Abstract
Background
Hypoalbuminemia is associated with worse postoperative outcomes, but data is limited in the bariatric population. Patients with BMI ≥50 may represent a higher-risk group for malnutrition.
Methods
We analyzed MBSAQIP data (2015-2022) for patients undergoing sleeve gastrectomy (SG) or Roux-en-Y gastric bypass (RYGB). Propensity score matching was used to control for 22 preoperative variables. We compared 30-day outcomes and bariatric-specific complications in patients with albumin <3.5 g/dL vs ≥3.5 g/dL across four groups: SG with BMI ≥50 (analysis 1), RYGB with BMI ≥50 (analysis 2), SG with BMI <50 (analysis 3), and RYGB with BMI <50 (analysis 4).
Results
Among 728,915 patients, matched cohorts in analyses 1 (n = 17,548), 2 (n = 9459), 3 (n = 16,025), and 4 (n = 6787) had similar preoperative characteristics. Hypoalbuminemia was associated with increased complications across all groups. In patients with BMI ≥50, hypoalbuminemia was significantly associated with increased mortality (SG 0.2% vs 0.1%, P = 0.011; RYGB 0.3% vs 0.1%, P < 0.001), unplanned ICU admission (SG 1.0% vs 0.7%, P = 0.020; RYGB 1.6% vs 1.2%, P = 0.034), and non-home discharge (SG 0.8% vs 0.5%, P < 0.001; RYGB 0.9% vs 0.6%, P = 0.009).

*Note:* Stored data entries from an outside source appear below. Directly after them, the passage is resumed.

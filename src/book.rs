//! Book - The shared, append-only document that players extend line by line.
//!
//! A book carries its own advisory lock holder. The store hands out
//! independent copies of books; a player mutates the copy they were given and
//! submits it back through [`crate::store::BookStore::update`].

use std::collections::BTreeMap;
use std::hash::{Hash, Hasher};

use chrono::{DateTime, Utc};
use crate::id::BookId;

/// Default number of lines after which a book is complete.
pub const DEFAULT_BOOK_CAPACITY: usize = 5;

/// Line number within a book, starting at 1
pub type LineNumber = u32;

/// A single contributed line.
#[derive(Clone, Debug, PartialEq, Eq)]
pub struct Line {
    /// The contributed text
    pub text: String,
    /// Name of the contributing player
    pub player: String,
    /// When the line was appended
    pub written_at: DateTime<Utc>,
}

impl Line {
    pub fn new(text: impl Into<String>, player: impl Into<String>) -> Self {
        Self {
            text: text.into(),
            player: player.into(),
            written_at: Utc::now(),
        }
    }
}

/// A collaboratively written book.
///
/// Equality and hashing consider only the identity, so two snapshots of the
/// same book taken at different moments compare equal.
#[derive(Clone, Debug)]
pub struct Book {
    id: BookId,
    name: String,
    lines: BTreeMap<LineNumber, Line>,
    complete: bool,
    locked_by: Option<String>,
    capacity: usize,
}

impl Book {
    /// Create an empty, unlocked book with the default capacity.
    ///
    /// The identity is 0 until the store assigns one.
    pub fn new(name: impl Into<String>) -> Self {
        Self::with_capacity(name, DEFAULT_BOOK_CAPACITY)
    }

    /// Create an empty, unlocked book that completes after `capacity` lines.
    pub fn with_capacity(name: impl Into<String>, capacity: usize) -> Self {
        debug_assert!(capacity > 0, "a book must accept at least one line");
        Self {
            id: 0,
            name: name.into(),
            lines: BTreeMap::new(),
            complete: false,
            locked_by: None,
            capacity,
        }
    }

    #[inline]
    pub fn id(&self) -> BookId {
        self.id
    }

    /// Assign the identity. Only the store calls this, once, at creation.
    pub(crate) fn set_id(&mut self, id: BookId) {
        self.id = id;
    }

    #[inline]
    pub fn name(&self) -> &str {
        &self.name
    }

    #[inline]
    pub fn capacity(&self) -> usize {
        self.capacity
    }

    /// Independent copy of the lines, keyed by line number.
    pub fn lines(&self) -> BTreeMap<LineNumber, Line> {
        self.lines.clone()
    }

    #[inline]
    pub fn line_count(&self) -> usize {
        self.lines.len()
    }

    /// The most recently appended line, if any
    pub fn last_line(&self) -> Option<&Line> {
        self.lines.values().next_back()
    }

    /// Distinct player names that contributed at least one line, sorted.
    pub fn contributors(&self) -> Vec<&str> {
        let mut players: Vec<&str> = self.lines.values().map(|l| l.player.as_str()).collect();
        players.sort_unstable();
        players.dedup();
        players
    }

    #[inline]
    pub fn is_complete(&self) -> bool {
        self.complete
    }

    /// Append a line written by `player`.
    ///
    /// Returns `false` and leaves the book untouched if it is already
    /// complete. Reaching capacity marks the book complete for good.
    pub fn add_line(&mut self, text: impl Into<String>, player: impl Into<String>) -> bool {
        if self.complete {
            return false;
        }

        let next = self.lines.keys().next_back().map_or(1, |n| n + 1);
        self.lines.insert(next, Line::new(text, player));

        if self.lines.len() >= self.capacity {
            self.complete = true;
        }

        true
    }

    // ========================================================================
    // Advisory Lock
    // ========================================================================

    /// The player currently holding the lock, if any
    #[inline]
    pub fn locked_by(&self) -> Option<&str> {
        self.locked_by.as_deref()
    }

    #[inline]
    pub fn is_locked(&self) -> bool {
        self.locked_by.is_some()
    }

    /// Returns true if `player` currently holds the lock
    #[inline]
    pub fn is_locked_by(&self, player: &str) -> bool {
        self.locked_by.as_deref() == Some(player)
    }

    /// Take the lock for `player` if nobody holds it.
    ///
    /// Returns `false` without changing anything if the book is already
    /// locked, even by `player` themselves.
    pub fn lock(&mut self, player: &str) -> bool {
        if self.locked_by.is_some() {
            return false;
        }
        self.locked_by = Some(player.to_owned());
        true
    }

    /// Clear the lock regardless of who holds it.
    pub fn unlock(&mut self) {
        self.locked_by = None;
    }
}

impl PartialEq for Book {
    fn eq(&self, other: &Self) -> bool {
        self.id == other.id
    }
}

impl Eq for Book {}

impl Hash for Book {
    fn hash<H: Hasher>(&self, state: &mut H) {
        self.id.hash(state);
    }
}
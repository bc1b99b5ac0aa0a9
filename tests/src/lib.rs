//! # PAP Test Suite
//!
//! Unified test crate for the envelope engine.
//!
//! ## Structure
//!
//! ```text
//! tests/src/
//! └── integration/
//!     ├── fixtures.rs   # Engine wired to in-memory adapters
//!     ├── flows.rs      # Invoke / response / timeout choreography
//!     ├── control.rs    # Directives, ping and force_kill
//!     ├── security.rs   # Tampering, replay and freshness attacks
//!     └── wire.rs       # Wire decoding through the engine
//! ```
//!
//! ## Running Tests
//!
//! ```bash
//! # All tests
//! cargo test -p pap-tests
//!
//! # By category
//! cargo test -p pap-tests integration::security::
//!
//! # Benchmarks
//! cargo bench -p pap-tests
//! ```

#![allow(dead_code)]

pub mod integration;
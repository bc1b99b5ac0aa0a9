//! # PAP Telemetry
//!
//! Observability for the envelope engine.
//!
//! ## Components
//!
//! - **Logs**: `tracing` with an `EnvFilter` and a pretty or JSON fmt layer
//! - **Metrics**: Prometheus counters, gauges and histograms
//! - **Trace context**: envelope `traceId`/`spanId` parsed into remote span contexts
//!
//! ## Usage
//!
//! ```rust,ignore
//! use pap_telemetry::{init_telemetry, TelemetryConfig};
//!
//! fn main() {
//!     init_telemetry(&TelemetryConfig::from_env()).expect("Failed to init telemetry");
//! }
//! ```
//!
//! ## Environment Variables
//!
//! | Variable | Default | Description |
//! |----------|---------|-------------|
//! | `RUST_LOG` | unset | Full filter directive, wins over `PAP_LOG_LEVEL` |
//! | `PAP_LOG_LEVEL` | `info` | Log level filter |
//! | `PAP_JSON_LOGS` | `false` (`true` in containers) | JSON log output |
//! | `PAP_SERVICE_NAME` | `pap-engine` | Service name in the startup log |
//! | `PAP_METRICS` | `true` | Register Prometheus collectors |

mod config;
mod context;
pub mod metrics;
mod tracing_setup;

pub use config::TelemetryConfig;
pub use context::{PropagatedContext, TraceContext};
pub use metrics::{
    encode_metrics, register_metrics, HistogramTimer, CORRELATIONS_PENDING,
    CORRELATION_RETIREMENTS, DIRECTIVES_RELEASED, ENVELOPES_RECEIVED, ENVELOPES_REJECTED,
    REPLAYS_DETECTED, SIGNATURE_VERIFICATIONS, VERIFICATION_DURATION,
};
pub use tracing_setup::{build_filter, init_tracing};

use thiserror::Error;

/// Telemetry initialization errors
#[derive(Error, Debug)]
pub enum TelemetryError {
    #[error("Failed to install tracing subscriber: {0}")]
    SubscriberInit(String),

    #[error("Failed to initialize Prometheus metrics: {0}")]
    MetricsInit(String),

    #[error("Invalid configuration: {0}")]
    Config(String),
}

/// Initialize logging and metrics.
///
/// Metrics are registered first so that nothing is lost if the subscriber
/// is already installed by the host application.
pub fn init_telemetry(config: &TelemetryConfig) -> Result<(), TelemetryError> {
    if config.metrics_enabled {
        register_metrics()?;
    }
    init_tracing(config)
}

/// Convenience macro for recording a metric increment.
#[macro_export]
macro_rules! metric_inc {
    ($metric:expr) => {
        $metric.inc()
    };
    ($metric:expr, $labels:expr) => {
        $metric.with_label_values($labels).inc()
    };
}
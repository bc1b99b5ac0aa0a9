//! # Domain Layer
//!
//! The envelope pipeline stages. No transport, no storage: collaborators
//! arrive through the outbound ports.
//!
//! ```text
//! validator ──► auth ──► replay
//!     │
//!     ├─ invoke ──► dispatch ──► correlation ──► streaming
//!     ├─ response / error / handshake_ack ──► correlation ──► streaming
//!     └─ control ──► control (timers) ──► delivery port
//! ```

pub mod auth;
pub mod config;
pub mod control;
pub mod correlation;
pub mod dispatch;
pub mod errors;
pub mod outcome;
pub mod replay;
pub mod streaming;
pub mod validator;
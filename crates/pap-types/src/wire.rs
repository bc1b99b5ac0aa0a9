//! # Wire Form
//!
//! JSON encoding of envelopes as they travel between agents.
//!
//! Decoding is two-phase: the envelope is first read with an untyped body so
//! the `kind` tag and the populated field set can be checked against each
//! other, then the body is converted into the typed `MessageBody`. A body
//! that carries fields of another variant is rejected rather than silently
//! dropped.

use crate::envelope::{AgentIdentity, AuthContext, Envelope, MessageBody, MessageKind};
use crate::errors::{ErrorCode, PapError};
use chrono::{DateTime, Utc};
use serde::{Deserialize, Serialize};
use serde_json::{Map, Value};
use std::collections::BTreeMap;
use thiserror::Error;

/// Errors raised while decoding the wire form.
#[derive(Debug, Clone, PartialEq, Eq, Error)]
pub enum WireError {
    #[error("malformed envelope: {0}")]
    Malformed(String),

    #[error("body has no kind")]
    MissingKind,

    #[error("unknown body kind: {0}")]
    UnknownKind(String),

    #[error("field '{field}' is not allowed for kind '{kind}'")]
    FieldNotAllowed { kind: MessageKind, field: String },

    #[error("invalid {kind} body: {reason}")]
    InvalidBody { kind: MessageKind, reason: String },
}

impl From<WireError> for PapError {
    fn from(err: WireError) -> Self {
        PapError::new(ErrorCode::BadRequest, err.to_string())
    }
}

/// Envelope with an untyped body, as it appears on the wire.
#[derive(Debug, Clone, Serialize, Deserialize)]
#[serde(rename_all = "camelCase")]
pub struct WireEnvelope {
    pub message_id: String,
    #[serde(default, skip_serializing_if = "Option::is_none")]
    pub parent_id: Option<String>,
    #[serde(default, skip_serializing_if = "Option::is_none")]
    pub correlation_id: Option<String>,
    pub sent_at: DateTime<Utc>,
    pub sender: AgentIdentity,
    pub auth: AuthContext,
    #[serde(default, skip_serializing_if = "Option::is_none")]
    pub annotations: Option<BTreeMap<String, String>>,
    pub body: Map<String, Value>,
    #[serde(default, skip_serializing_if = "Option::is_none")]
    pub trace_id: Option<String>,
    #[serde(default, skip_serializing_if = "Option::is_none")]
    pub span_id: Option<String>,
}

/// Body fields each kind may populate, in wire naming.
#[must_use]
pub fn allowed_fields(kind: MessageKind) -> &'static [&'static str] {
    match kind {
        MessageKind::Invoke => &[
            "target",
            "method",
            "arguments",
            "deadline",
            "expectReply",
            "metadata",
        ],
        MessageKind::Response => &["status", "outputs", "metadata", "isFinal"],
        MessageKind::Event => &["eventType", "context", "detail"],
        MessageKind::Error => &["code", "message", "recoverable", "details"],
        MessageKind::Control => &["controlType", "arguments", "enforceAt"],
        MessageKind::HandshakeAck => &["accepted", "reason"],
    }
}

impl WireEnvelope {
    /// Check the body's `kind` against its populated fields.
    pub fn body_kind(&self) -> Result<MessageKind, WireError> {
        let tag = match self.body.get("kind") {
            Some(Value::String(tag)) => tag,
            Some(_) | None => return Err(WireError::MissingKind),
        };
        let kind =
            MessageKind::from_tag(tag).ok_or_else(|| WireError::UnknownKind(tag.clone()))?;

        let allowed = allowed_fields(kind);
        for (field, value) in &self.body {
            if field == "kind" || value.is_null() {
                continue;
            }
            if !allowed.contains(&field.as_str()) {
                return Err(WireError::FieldNotAllowed {
                    kind,
                    field: field.clone(),
                });
            }
        }
        Ok(kind)
    }

    /// Convert into the typed envelope.
    pub fn into_envelope(self) -> Result<Envelope, WireError> {
        let kind = self.body_kind()?;
        let body: MessageBody = serde_json::from_value(Value::Object(self.body))
            .map_err(|e| WireError::InvalidBody {
                kind,
                reason: e.to_string(),
            })?;

        Ok(Envelope {
            message_id: self.message_id,
            parent_id: self.parent_id,
            correlation_id: self.correlation_id,
            sent_at: self.sent_at,
            sender: self.sender,
            auth: self.auth,
            annotations: self.annotations,
            body,
            trace_id: self.trace_id,
            span_id: self.span_id,
        })
    }
}

/// Decode an envelope from JSON bytes.
pub fn decode_envelope(bytes: &[u8]) -> Result<Envelope, WireError> {
    let wire: WireEnvelope =
        serde_json::from_slice(bytes).map_err(|e| WireError::Malformed(e.to_string()))?;
    wire.into_envelope()
}

/// Encode an envelope as compact JSON.
pub fn encode_envelope(envelope: &Envelope) -> Result<Vec<u8>, PapError> {
    serde_json::to_vec(envelope)
        .map_err(|e| PapError::internal(format!("envelope encoding failed: {e}")))
}
//! # Correlation Tracker
//!
//! Tracks exchanges that expect a reply, keyed by correlation id.
//!
//! ## Lifecycle
//!
//! ```text
//! register ──► Pending ──┬── final response / error / ack ──► Retired
//!                        ├── deadline timer fires ──────────► Retired (TIMEOUT synthesized)
//!                        └── cancel / force_kill ───────────► Retired (silent)
//! ```
//!
//! Each correlation has exactly one slot. Every transition out of
//! `Pending` happens under that slot's map lock, so exactly one retirement
//! wins. Retired slots are kept until `tombstone_ttl` so a second terminal
//! reply is reported as a duplicate (`CONFLICT`) instead of an orphan.
//!
//! Deadlines fire from a per-exchange tokio timer. Without a runtime, or as
//! a backstop, `sweep_expired` retires overdue exchanges against the clock.

use chrono::{DateTime, Utc};
use dashmap::DashMap;
use pap_bus::{EngineEvent, EventPublisher, RetirementReason};
use pap_telemetry::{metric_inc, CORRELATIONS_PENDING, CORRELATION_RETIREMENTS};
use pap_types::{AgentIdentity, ErrorCode, ErrorPayload, PapError};
use std::sync::atomic::{AtomicU64, Ordering};
use std::sync::Arc;
use std::time::Duration;
use tokio::runtime::Handle;
use tokio::task::JoinHandle;
use tracing::{debug, info};

use super::config::{add, until};
use super::errors::CorrelationError;
use super::streaming::StreamAssembler;
use crate::ports::outbound::Clock;

/// What opened the exchange.
#[derive(Debug, Clone, Copy, PartialEq, Eq)]
pub enum ExchangeKind {
    /// `invoke` with `expectReply`.
    Invoke,
    /// `control` ping awaiting a `handshake_ack`.
    Ping,
}

/// Result of matching a reply against the tracker.
#[derive(Debug, Clone, Copy, PartialEq, Eq)]
pub enum MatchResult {
    /// Non-terminal reply for a pending exchange.
    Continued,
    /// Terminal reply; the exchange is now retired.
    Retired(RetirementReason),
    /// The correlation id was never registered (or long forgotten).
    Orphaned,
}

/// A timeout retirement.
#[derive(Debug, Clone, PartialEq)]
pub struct TimedOut {
    pub correlation_id: String,
    pub requester: AgentIdentity,
    pub error: ErrorPayload,
}

#[derive(Debug)]
struct PendingExchange {
    requester: AgentIdentity,
    kind: ExchangeKind,
    deadline: DateTime<Utc>,
    generation: u64,
    timer: Option<JoinHandle<()>>,
}

#[derive(Debug)]
enum Slot {
    Pending(PendingExchange),
    Retired {
        reason: RetirementReason,
        evict_at: DateTime<Utc>,
    },
}

/// State shared with the deadline timers.
struct TrackerState {
    slots: DashMap<String, Slot>,
    streams: Arc<StreamAssembler>,
    publisher: Arc<dyn EventPublisher>,
    clock: Arc<dyn Clock>,
    tombstone_ttl: Duration,
    next_generation: AtomicU64,
}

impl TrackerState {
    /// Move `Pending` to `Retired` if the slot is pending and `accept` agrees.
    fn transition(
        &self,
        correlation_id: &str,
        reason: RetirementReason,
        now: DateTime<Utc>,
        accept: impl FnOnce(&PendingExchange) -> bool,
    ) -> Option<PendingExchange> {
        let mut slot = self.slots.get_mut(correlation_id)?;
        match &*slot {
            Slot::Pending(exchange) if accept(exchange) => {}
            _ => return None,
        }
        let retired = Slot::Retired {
            reason,
            evict_at: add(now, self.tombstone_ttl),
        };
        match std::mem::replace(&mut *slot, retired) {
            Slot::Pending(exchange) => {
                CORRELATIONS_PENDING.dec();
                metric_inc!(CORRELATION_RETIREMENTS, &[reason.as_str()]);
                Some(exchange)
            }
            Slot::Retired { .. } => None,
        }
    }

    async fn announce_timeout(&self, correlation_id: String, exchange: PendingExchange) -> TimedOut {
        let now = self.clock.now();
        let error = PapError::new(
            ErrorCode::Timeout,
            format!("No terminal reply for {correlation_id} before {}", exchange.deadline),
        );
        self.streams.abort(&correlation_id, error.clone(), now);

        info!(
            correlation_id = %correlation_id,
            requester = %exchange.requester,
            deadline = %exchange.deadline,
            "Exchange timed out"
        );

        let timed_out = TimedOut {
            correlation_id,
            requester: exchange.requester,
            error: error.to_error_payload(),
        };
        self.publisher
            .publish(EngineEvent::ExchangeTimedOut {
                correlation_id: timed_out.correlation_id.clone(),
                requester: timed_out.requester.clone(),
                error: timed_out.error.clone(),
            })
            .await;
        self.publisher
            .publish(EngineEvent::ExchangeRetired {
                correlation_id: timed_out.correlation_id.clone(),
                reason: RetirementReason::Timeout,
            })
            .await;
        timed_out
    }

    /// Timer path: the task that owns this call is the exchange's timer.
    async fn expire(self: Arc<Self>, correlation_id: String, generation: u64) {
        let now = self.clock.now();
        let exchange = self.transition(&correlation_id, RetirementReason::Timeout, now, |ex| {
            ex.generation == generation
        });
        if let Some(exchange) = exchange {
            self.announce_timeout(correlation_id, exchange).await;
        }
    }
}

pub struct CorrelationTracker {
    state: Arc<TrackerState>,
}

impl CorrelationTracker {
    pub fn new(
        streams: Arc<StreamAssembler>,
        publisher: Arc<dyn EventPublisher>,
        clock: Arc<dyn Clock>,
        tombstone_ttl: Duration,
    ) -> Self {
        Self {
            state: Arc::new(TrackerState {
                slots: DashMap::new(),
                streams,
                publisher,
                clock,
                tombstone_ttl,
                next_generation: AtomicU64::new(1),
            }),
        }
    }

    /// Open an exchange that retires at `deadline` unless answered first.
    ///
    /// Fails with `CONFLICT` if the id is pending or recently retired.
    pub fn register(
        &self,
        correlation_id: &str,
        requester: AgentIdentity,
        kind: ExchangeKind,
        deadline: DateTime<Utc>,
    ) -> Result<(), CorrelationError> {
        use dashmap::mapref::entry::Entry;

        let generation = self.state.next_generation.fetch_add(1, Ordering::Relaxed);
        match self.state.slots.entry(correlation_id.to_string()) {
            Entry::Occupied(_) => Err(CorrelationError::DuplicateExchange(
                correlation_id.to_string(),
            )),
            Entry::Vacant(slot) => {
                let timer = self.spawn_timer(correlation_id, generation, deadline);
                slot.insert(Slot::Pending(PendingExchange {
                    requester,
                    kind,
                    deadline,
                    generation,
                    timer,
                }));
                CORRELATIONS_PENDING.inc();
                debug!(correlation_id, ?kind, %deadline, "Exchange registered");
                Ok(())
            }
        }
    }

    fn spawn_timer(
        &self,
        correlation_id: &str,
        generation: u64,
        deadline: DateTime<Utc>,
    ) -> Option<JoinHandle<()>> {
        let handle = Handle::try_current().ok()?;
        let delay = until(self.state.clock.now(), deadline);
        let state = Arc::clone(&self.state);
        let correlation_id = correlation_id.to_string();
        Some(handle.spawn(async move {
            tokio::time::sleep(delay).await;
            state.expire(correlation_id, generation).await;
        }))
    }

    /// Match a reply. `terminal` is the retirement reason when the reply
    /// ends the exchange, `None` for an intermediate chunk.
    pub async fn match_reply(
        &self,
        correlation_id: &str,
        terminal: Option<RetirementReason>,
    ) -> Result<MatchResult, CorrelationError> {
        let Some(reason) = terminal else {
            return match self.state.slots.get(correlation_id).as_deref() {
                Some(Slot::Pending(_)) => Ok(MatchResult::Continued),
                Some(Slot::Retired { .. }) => Err(CorrelationError::AlreadyRetired(
                    correlation_id.to_string(),
                )),
                None => Ok(MatchResult::Orphaned),
            };
        };

        let now = self.state.clock.now();
        if self.retire(correlation_id, reason, now).await.is_some() {
            return Ok(MatchResult::Retired(reason));
        }
        if self.state.slots.contains_key(correlation_id) {
            Err(CorrelationError::AlreadyRetired(correlation_id.to_string()))
        } else {
            Ok(MatchResult::Orphaned)
        }
    }

    async fn retire(
        &self,
        correlation_id: &str,
        reason: RetirementReason,
        now: DateTime<Utc>,
    ) -> Option<ExchangeKind> {
        let exchange = self.state.transition(correlation_id, reason, now, |_| true)?;
        if let Some(timer) = &exchange.timer {
            timer.abort();
        }
        debug!(correlation_id, reason = reason.as_str(), "Exchange retired");
        self.state
            .publisher
            .publish(EngineEvent::ExchangeRetired {
                correlation_id: correlation_id.to_string(),
                reason,
            })
            .await;
        Some(exchange.kind)
    }

    /// Drop a pending exchange without synthesizing a timeout.
    ///
    /// Returns `false` if nothing was pending under that id.
    pub async fn cancel(&self, correlation_id: &str) -> bool {
        let now = self.state.clock.now();
        let cancelled = self
            .retire(correlation_id, RetirementReason::Cancelled, now)
            .await
            .is_some();
        if cancelled {
            self.state.streams.close(correlation_id, now);
            info!(correlation_id, "Exchange cancelled");
        }
        cancelled
    }

    /// Retire every exchange whose deadline is at or before `now`.
    pub async fn sweep_expired(&self, now: DateTime<Utc>) -> Vec<TimedOut> {
        let overdue: Vec<String> = self
            .state
            .slots
            .iter()
            .filter_map(|entry| match entry.value() {
                Slot::Pending(exchange) if exchange.deadline <= now => Some(entry.key().clone()),
                _ => None,
            })
            .collect();

        let mut timed_out = Vec::with_capacity(overdue.len());
        for correlation_id in overdue {
            let exchange = self.state.transition(
                &correlation_id,
                RetirementReason::Timeout,
                now,
                |ex| ex.deadline <= now,
            );
            if let Some(exchange) = exchange {
                if let Some(timer) = &exchange.timer {
                    timer.abort();
                }
                timed_out.push(self.state.announce_timeout(correlation_id, exchange).await);
            }
        }
        timed_out
    }

    /// Forget retired ids whose tombstone has expired.
    pub fn evict_tombstones(&self, now: DateTime<Utc>) -> usize {
        let before = self.state.slots.len();
        self.state.slots.retain(|_, slot| match slot {
            Slot::Retired { evict_at, .. } => *evict_at > now,
            Slot::Pending(_) => true,
        });
        before.saturating_sub(self.state.slots.len())
    }

    #[must_use]
    pub fn is_pending(&self, correlation_id: &str) -> bool {
        matches!(
            self.state.slots.get(correlation_id).as_deref(),
            Some(Slot::Pending(_))
        )
    }

    /// Why a correlation was retired, while its tombstone lasts.
    #[must_use]
    pub fn retirement(&self, correlation_id: &str) -> Option<RetirementReason> {
        match self.state.slots.get(correlation_id).as_deref() {
            Some(Slot::Retired { reason, .. }) => Some(*reason),
            _ => None,
        }
    }

    /// Requester of a pending exchange.
    #[must_use]
    pub fn requester(&self, correlation_id: &str) -> Option<AgentIdentity> {
        match self.state.slots.get(correlation_id).as_deref() {
            Some(Slot::Pending(exchange)) => Some(exchange.requester.clone()),
            _ => None,
        }
    }

    #[must_use]
    pub fn pending_count(&self) -> usize {
        self.state
            .slots
            .iter()
            .filter(|entry| matches!(entry.value(), Slot::Pending(_)))
            .count()
    }
}
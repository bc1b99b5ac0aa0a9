//! # PAP Types Crate
//!
//! The Process Agent Protocol data model shared by every other crate:
//! the `Envelope` wrapper, the six message variants, the closed error
//! taxonomy, the wire form and the canonical byte forms used for signing.
//!
//! ## Design Principles
//!
//! - **Single Source of Truth**: every protocol type is defined here.
//! - **Closed Variants**: message kinds and error codes are exhaustive enums.
//! - **Absent Means Absent**: optional wire fields stay `Option` so defaults
//!   (`expectReply`, `isFinal`) are applied by accessors, not by decoding.

pub mod canonical;
pub mod envelope;
pub mod errors;
pub mod wire;

pub use canonical::{
    canonical_body_bytes, payload_digest, signed_timestamp, signing_input, SIGNING_DOMAIN,
};
pub use envelope::*;
pub use errors::{ErrorCategory, ErrorCode, PapError};
pub use wire::{decode_envelope, encode_envelope, WireEnvelope, WireError};
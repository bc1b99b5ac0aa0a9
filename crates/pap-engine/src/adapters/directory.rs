//! In-memory agent directory.

use pap_types::Target;
use parking_lot::RwLock;
use std::collections::{BTreeSet, HashMap};

use crate::ports::outbound::{AgentDirectory, AgentHealth, Destination, DirectoryEntry};

type DirectoryKey = (String, Option<String>);

/// Entries by `(agent, namespace)`. A target without a namespace only
/// matches entries registered without one.
#[derive(Debug, Default)]
pub struct InMemoryDirectory {
    entries: RwLock<HashMap<DirectoryKey, DirectoryEntry>>,
}

impl InMemoryDirectory {
    pub fn new() -> Self {
        Self::default()
    }

    pub fn insert(&self, entry: DirectoryEntry) {
        let key = (
            entry.destination.agent.clone(),
            entry.destination.namespace.clone(),
        );
        self.entries.write().insert(key, entry);
    }

    /// Register a healthy agent offering `capabilities`.
    pub fn register_agent<I, S>(
        &self,
        agent: &str,
        namespace: Option<&str>,
        address: &str,
        capabilities: I,
    ) where
        I: IntoIterator<Item = S>,
        S: Into<String>,
    {
        self.insert(DirectoryEntry {
            destination: Destination {
                agent: agent.to_string(),
                namespace: namespace.map(str::to_string),
                address: address.to_string(),
            },
            capabilities: capabilities.into_iter().map(Into::into).collect::<BTreeSet<_>>(),
            health: AgentHealth::Healthy,
        });
    }

    /// Record health as reported by the agent. Returns `false` if unknown.
    pub fn set_health(&self, agent: &str, namespace: Option<&str>, health: AgentHealth) -> bool {
        let key = (agent.to_string(), namespace.map(str::to_string));
        match self.entries.write().get_mut(&key) {
            Some(entry) => {
                entry.health = health;
                true
            }
            None => false,
        }
    }

    pub fn remove(&self, agent: &str, namespace: Option<&str>) -> bool {
        let key = (agent.to_string(), namespace.map(str::to_string));
        self.entries.write().remove(&key).is_some()
    }
}

impl AgentDirectory for InMemoryDirectory {
    fn lookup(&self, target: &Target) -> Option<DirectoryEntry> {
        let key = (target.agent.clone(), target.namespace.clone());
        self.entries.read().get(&key).cloned()
    }
}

These mortality differences were not observed in patients with BMI <50.
Conclusion
Hypoalbuminemia is associated with higher complications rates after bariatric surgery and increased mortality in patients with BMI ≥50. Preoperative nutritional optimization is strongly recommended in this high-risk group.